*** Records to process ***

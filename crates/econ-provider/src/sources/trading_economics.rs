//! Trading Economics 매크로 지표 어댑터.
//!
//! 국가별 historical 엔드포인트를 지표마다 순차 조회합니다.
//! 응답의 Frequency/Category 라벨을 표준 분류로 매핑합니다.

use std::sync::Arc;

use async_trait::async_trait;
use chrono::NaiveDate;
use rust_decimal::Decimal;
use serde::Deserialize;
use tracing::{debug, warn};

use econ_core::{classify, DateRange, Frequency, IndicatorRecord, ProviderId};

use crate::adapter::ProviderAdapter;
use crate::error::ProviderError;
use crate::pace::{FixedDelayPacer, Pacer};

const DEFAULT_BASE_URL: &str = "https://api.tradingeconomics.com";

/// 수집 대상 지표 (TE 카테고리 이름).
const TE_INDICATORS: &[&str] = &[
    "GDP Growth Rate",
    "Inflation Rate",
    "Unemployment Rate",
    "Interest Rate",
    "Balance of Trade",
    "Retail Sales MoM",
    "Industrial Production",
    "Consumer Confidence",
];

/// historical 응답 항목.
#[derive(Debug, Deserialize)]
struct TeObservation {
    #[serde(rename = "Country")]
    country: Option<String>,
    #[serde(rename = "Category")]
    category: Option<String>,
    #[serde(rename = "DateTime")]
    date_time: Option<String>,
    /// Decimal로 직접 역직렬화 (이진 부동소수점 잡음 배제)
    #[serde(rename = "Value")]
    value: Option<Decimal>,
    #[serde(rename = "Frequency")]
    frequency: Option<String>,
}

/// Trading Economics 어댑터.
pub struct TradingEconomicsAdapter {
    client: reqwest::Client,
    api_key: String,
    base_url: String,
    pacer: Arc<dyn Pacer>,
}

impl TradingEconomicsAdapter {
    /// 기본 설정으로 생성 (지표 간 500ms 대기).
    pub fn new(api_key: impl Into<String>) -> Self {
        Self::with_pacer(api_key, Arc::new(FixedDelayPacer::from_millis(500)))
    }

    pub fn with_pacer(api_key: impl Into<String>, pacer: Arc<dyn Pacer>) -> Self {
        Self {
            client: reqwest::Client::new(),
            api_key: api_key.into(),
            base_url: DEFAULT_BASE_URL.to_string(),
            pacer,
        }
    }

    /// 테스트용 base URL 교체.
    pub fn with_base_url(mut self, base_url: impl Into<String>) -> Self {
        self.base_url = base_url.into();
        self
    }

    /// 국가 코드 → TE 국가 이름.
    fn country_name(country: &str) -> Option<&'static str> {
        match country {
            "US" => Some("united states"),
            "KR" => Some("south korea"),
            "JP" => Some("japan"),
            "CN" => Some("china"),
            "DE" => Some("germany"),
            "GB" => Some("united kingdom"),
            _ => None,
        }
    }

    async fn fetch_indicator(
        &self,
        country_name: &str,
        indicator: &str,
        window: DateRange,
    ) -> Result<Vec<TeObservation>, ProviderError> {
        let url = format!(
            "{}/historical/country/{}/indicator/{}",
            self.base_url,
            country_name.replace(' ', "%20"),
            indicator.replace(' ', "%20"),
        );
        let response = self
            .client
            .get(&url)
            .query(&[
                ("c", self.api_key.as_str()),
                ("format", "json"),
                ("d1", &window.from.to_string()),
                ("d2", &window.to.to_string()),
            ])
            .send()
            .await?;

        let status = response.status();
        if status.as_u16() == 429 {
            return Err(ProviderError::RateLimited);
        }
        if !status.is_success() {
            return Err(ProviderError::Status {
                status: status.as_u16(),
            });
        }

        response
            .json::<Vec<TeObservation>>()
            .await
            .map_err(|e| ProviderError::Decode(e.to_string()))
    }
}

/// "Monthly"/"Quarterly" 등 TE 주기 라벨 파싱.
fn parse_frequency(raw: &str) -> Option<Frequency> {
    match raw.trim().to_lowercase().as_str() {
        "daily" => Some(Frequency::Daily),
        "weekly" => Some(Frequency::Weekly),
        "monthly" => Some(Frequency::Monthly),
        "quarterly" => Some(Frequency::Quarterly),
        "yearly" | "annual" => Some(Frequency::Annual),
        _ => None,
    }
}

#[async_trait]
impl ProviderAdapter<IndicatorRecord> for TradingEconomicsAdapter {
    fn id(&self) -> ProviderId {
        ProviderId::TradingEconomics
    }

    async fn fetch(&self, entity: &str, window: DateRange) -> Option<Vec<IndicatorRecord>> {
        let Some(country_name) = Self::country_name(entity) else {
            debug!(country = entity, "Trading Economics 미지원 국가, 건너뜀");
            return None;
        };
        if self.api_key.is_empty() {
            warn!(
                error = %ProviderError::MissingCredential("TRADING_ECONOMICS_API_KEY"),
                "건너뜀"
            );
            return None;
        }

        let mut records = Vec::new();

        for (i, indicator) in TE_INDICATORS.iter().enumerate() {
            if i > 0 {
                self.pacer.pause().await;
            }

            let observations = match self.fetch_indicator(country_name, indicator, window).await {
                Ok(obs) => obs,
                Err(e) => {
                    warn!(indicator = indicator, error = %e, "TE 지표 조회 실패, 건너뜀");
                    continue;
                }
            };

            for obs in observations {
                // 요청한 국가와 다른 응답 행은 제외
                if let Some(obs_country) = obs.country.as_deref() {
                    if !obs_country.eq_ignore_ascii_case(country_name) {
                        warn!(
                            requested = country_name,
                            returned = obs_country,
                            "응답 국가 불일치, 관측치 제외"
                        );
                        continue;
                    }
                }
                let Some(value) = obs.value else {
                    continue;
                };
                // DateTime: "2024-01-01T00:00:00", 날짜 부분만 사용
                let Some(period_date) = obs
                    .date_time
                    .as_deref()
                    .and_then(|d| d.get(..10))
                    .and_then(|d| d.parse::<NaiveDate>().ok())
                else {
                    continue;
                };
                if !window.contains(period_date) {
                    continue;
                }

                let label = obs.category.as_deref().unwrap_or(indicator);
                let meta = classify(label);

                let mut record = IndicatorRecord::new(
                    meta.standard_code.clone(),
                    entity,
                    period_date,
                    self.id(),
                );
                record.display_name = Some(meta.display_name.clone());
                record.unit = Some(meta.unit.clone());
                record.importance = Some(meta.importance);
                record.market_impact = Some(meta.market_impact);
                record.period_type = Some(meta.period_type);
                // 응답의 주기 라벨이 우선, 없으면 분류 규칙 값
                record.frequency = obs
                    .frequency
                    .as_deref()
                    .and_then(parse_frequency)
                    .or(Some(meta.frequency));
                record.value = Some(value);
                records.push(record);
            }
        }

        if records.is_empty() {
            return None;
        }
        debug!(count = records.len(), country = entity, "TE 수집 완료");
        Some(records)
    }
}

#[cfg(test)]
mod tests {
    use super::*;
    use crate::pace::NoopPacer;
    use rust_decimal_macros::dec;

    fn window() -> DateRange {
        DateRange::new(
            NaiveDate::from_ymd_opt(2024, 1, 1).unwrap(),
            NaiveDate::from_ymd_opt(2024, 6, 30).unwrap(),
        )
    }

    #[tokio::test]
    async fn test_fetch_maps_category_to_standard_code() {
        let mut server = mockito::Server::new_async().await;
        server
            .mock("GET", mockito::Matcher::Regex("^/historical/country/.*".to_string()))
            .match_query(mockito::Matcher::Any)
            .with_status(200)
            .with_header("content-type", "application/json")
            .with_body(
                r#"[{"Country":"United States","Category":"Inflation Rate",
                     "DateTime":"2024-02-01T00:00:00","Value":3.2,"Frequency":"Monthly"}]"#,
            )
            .create_async()
            .await;

        let adapter = TradingEconomicsAdapter::with_pacer("key", Arc::new(NoopPacer))
            .with_base_url(server.url());
        let records = adapter.fetch("US", window()).await.unwrap();

        assert!(!records.is_empty());
        let rec = &records[0];
        assert_eq!(rec.indicator_code, "CPI");
        // JSON 숫자가 잡음 없이 그대로 읽혀야 함
        assert_eq!(rec.value, Some(dec!(3.2)));
        assert_eq!(rec.value.map(|v| v.to_string()), Some("3.2".to_string()));
        assert_eq!(rec.frequency, Some(Frequency::Monthly));
    }

    #[tokio::test]
    async fn test_fetch_skips_mismatched_country_rows() {
        let mut server = mockito::Server::new_async().await;
        server
            .mock("GET", mockito::Matcher::Regex("^/historical/country/.*".to_string()))
            .match_query(mockito::Matcher::Any)
            .with_status(200)
            .with_header("content-type", "application/json")
            .with_body(
                r#"[{"Country":"Mexico","Category":"Inflation Rate",
                     "DateTime":"2024-02-01T00:00:00","Value":4.4,"Frequency":"Monthly"},
                    {"Country":"United States","Category":"Inflation Rate",
                     "DateTime":"2024-02-01T00:00:00","Value":3.2,"Frequency":"Monthly"}]"#,
            )
            .create_async()
            .await;

        let adapter = TradingEconomicsAdapter::with_pacer("key", Arc::new(NoopPacer))
            .with_base_url(server.url());
        let records = adapter.fetch("US", window()).await.unwrap();

        // 지표당 US 행 하나만 남아야 함
        assert!(records.iter().all(|r| r.value == Some(dec!(3.2))));
    }

    #[tokio::test]
    async fn test_fetch_unsupported_country_is_none() {
        let adapter = TradingEconomicsAdapter::with_pacer("key", Arc::new(NoopPacer));
        assert!(adapter.fetch("ZZ", window()).await.is_none());
    }

    #[test]
    fn test_parse_frequency() {
        assert_eq!(parse_frequency("Monthly"), Some(Frequency::Monthly));
        assert_eq!(parse_frequency("quarterly"), Some(Frequency::Quarterly));
        assert_eq!(parse_frequency("Yearly"), Some(Frequency::Annual));
        assert_eq!(parse_frequency("???"), None);
    }
}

*** End of Records to process ***

- [Task description]:
Everything from the first line of the data through the line containing "base URL 교체." should be echoed exactly. Add nothing.

- [Exercise output]:
filename crates/econ-provider/src/sources/trading_economics.rs
//! Trading Economics 매크로 지표 어댑터.
//!
//! 국가별 historical 엔드포인트를 지표마다 순차 조회합니다.
//! 응답의 Frequency/Category 라벨을 표준 분류로 매핑합니다.

use std::sync::Arc;

use async_trait::async_trait;
use chrono::NaiveDate;
use rust_decimal::Decimal;
use serde::Deserialize;
use tracing::{debug, warn};

use econ_core::{classify, DateRange, Frequency, IndicatorRecord, ProviderId};

use crate::adapter::ProviderAdapter;
use crate::error::ProviderError;
use crate::pace::{FixedDelayPacer, Pacer};

const DEFAULT_BASE_URL: &str = "https://api.tradingeconomics.com";

/// 수집 대상 지표 (TE 카테고리 이름).
const TE_INDICATORS: &[&str] = &[
    "GDP Growth Rate",
    "Inflation Rate",
    "Unemployment Rate",
    "Interest Rate",
    "Balance of Trade",
    "Retail Sales MoM",
    "Industrial Production",
    "Consumer Confidence",
];

/// historical 응답 항목.
#[derive(Debug, Deserialize)]
struct TeObservation {
    #[serde(rename = "Country")]
    country: Option<String>,
    #[serde(rename = "Category")]
    category: Option<String>,
    #[serde(rename = "DateTime")]
    date_time: Option<String>,
    /// Decimal로 직접 역직렬화 (이진 부동소수점 잡음 배제)
    #[serde(rename = "Value")]
    value: Option<Decimal>,
    #[serde(rename = "Frequency")]
    frequency: Option<String>,
}

/// Trading Economics 어댑터.
pub struct TradingEconomicsAdapter {
    client: reqwest::Client,
    api_key: String,
    base_url: String,
    pacer: Arc<dyn Pacer>,
}

impl TradingEconomicsAdapter {
    /// 기본 설정으로 생성 (지표 간 500ms 대기).
    pub fn new(api_key: impl Into<String>) -> Self {
        Self::with_pacer(api_key, Arc::new(FixedDelayPacer::from_millis(500)))
    }

    pub fn with_pacer(api_key: impl Into<String>, pacer: Arc<dyn Pacer>) -> Self {
        Self {
            client: reqwest::Client::new(),
            api_key: api_key.into(),
            base_url: DEFAULT_BASE_URL.to_string(),
            pacer,
        }
    }

    /// 테스트용 base URL 교체.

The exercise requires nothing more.